══ Supplied records ══
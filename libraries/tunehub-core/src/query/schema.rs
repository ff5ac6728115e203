//! Static collection schemas
//!
//! A schema is the whitelist the query shaper checks request field names
//! against. Field names double as storage column names, so nothing outside a
//! schema ever reaches a query.

/// Storage kind of a field, used to coerce raw request values
#[derive(Debug, Clone, Copy, PartialEq, Eq)]
pub enum FieldKind {
    Text,
    Integer,
    Real,
    Bool,
    /// Canonical RFC 3339 UTC string, see [`crate::types::timestamp`]
    Timestamp,
    /// JSON array of strings; equality means "contains"
    List,
}

impl FieldKind {
    /// Whether ordering comparisons (`gt`, `lte`, ...) make sense for this kind
    pub fn is_ordered(self) -> bool {
        !matches!(self, FieldKind::Bool | FieldKind::List)
    }
}

/// One field of a collection
#[derive(Debug, Clone, Copy, PartialEq, Eq)]
pub struct FieldDef {
    pub name: &'static str,
    pub kind: FieldKind,
    pub filterable: bool,
    pub sortable: bool,
    /// Internal bookkeeping, left out of the default projection
    pub hidden: bool,
}

impl FieldDef {
    pub const fn new(name: &'static str, kind: FieldKind) -> Self {
        Self {
            name,
            kind,
            filterable: true,
            sortable: !matches!(kind, FieldKind::List),
            hidden: false,
        }
    }

    pub const fn text(name: &'static str) -> Self {
        Self::new(name, FieldKind::Text)
    }

    pub const fn integer(name: &'static str) -> Self {
        Self::new(name, FieldKind::Integer)
    }

    pub const fn real(name: &'static str) -> Self {
        Self::new(name, FieldKind::Real)
    }

    pub const fn timestamp(name: &'static str) -> Self {
        Self::new(name, FieldKind::Timestamp)
    }

    pub const fn list(name: &'static str) -> Self {
        Self::new(name, FieldKind::List)
    }

    pub const fn hidden(self) -> Self {
        Self {
            hidden: true,
            ..self
        }
    }

    pub const fn opaque(self) -> Self {
        Self {
            filterable: false,
            sortable: false,
            ..self
        }
    }
}

/// Schema of a listable collection
#[derive(Debug, PartialEq, Eq)]
pub struct CollectionSchema {
    /// Table / collection name
    pub name: &'static str,
    /// Human readable entity name used in error messages
    pub entity: &'static str,
    pub fields: &'static [FieldDef],
    /// "Most recent" field used when no sort is requested
    pub default_sort: &'static str,
    /// Hard ceiling on page size for this collection
    pub max_limit: u32,
}

/// Every collection exposes its primary key under this name
pub const ID_FIELD: &str = "id";

impl CollectionSchema {
    /// Look up a field by name
    pub fn field(&self, name: &str) -> Option<&'static FieldDef> {
        self.fields.iter().find(|f| f.name == name)
    }
}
═══
What the task requires
Find the lines above that contain the word "false" and collect them.

Problem solution
            hidden: false,
            filterable: false,
            sortable: false,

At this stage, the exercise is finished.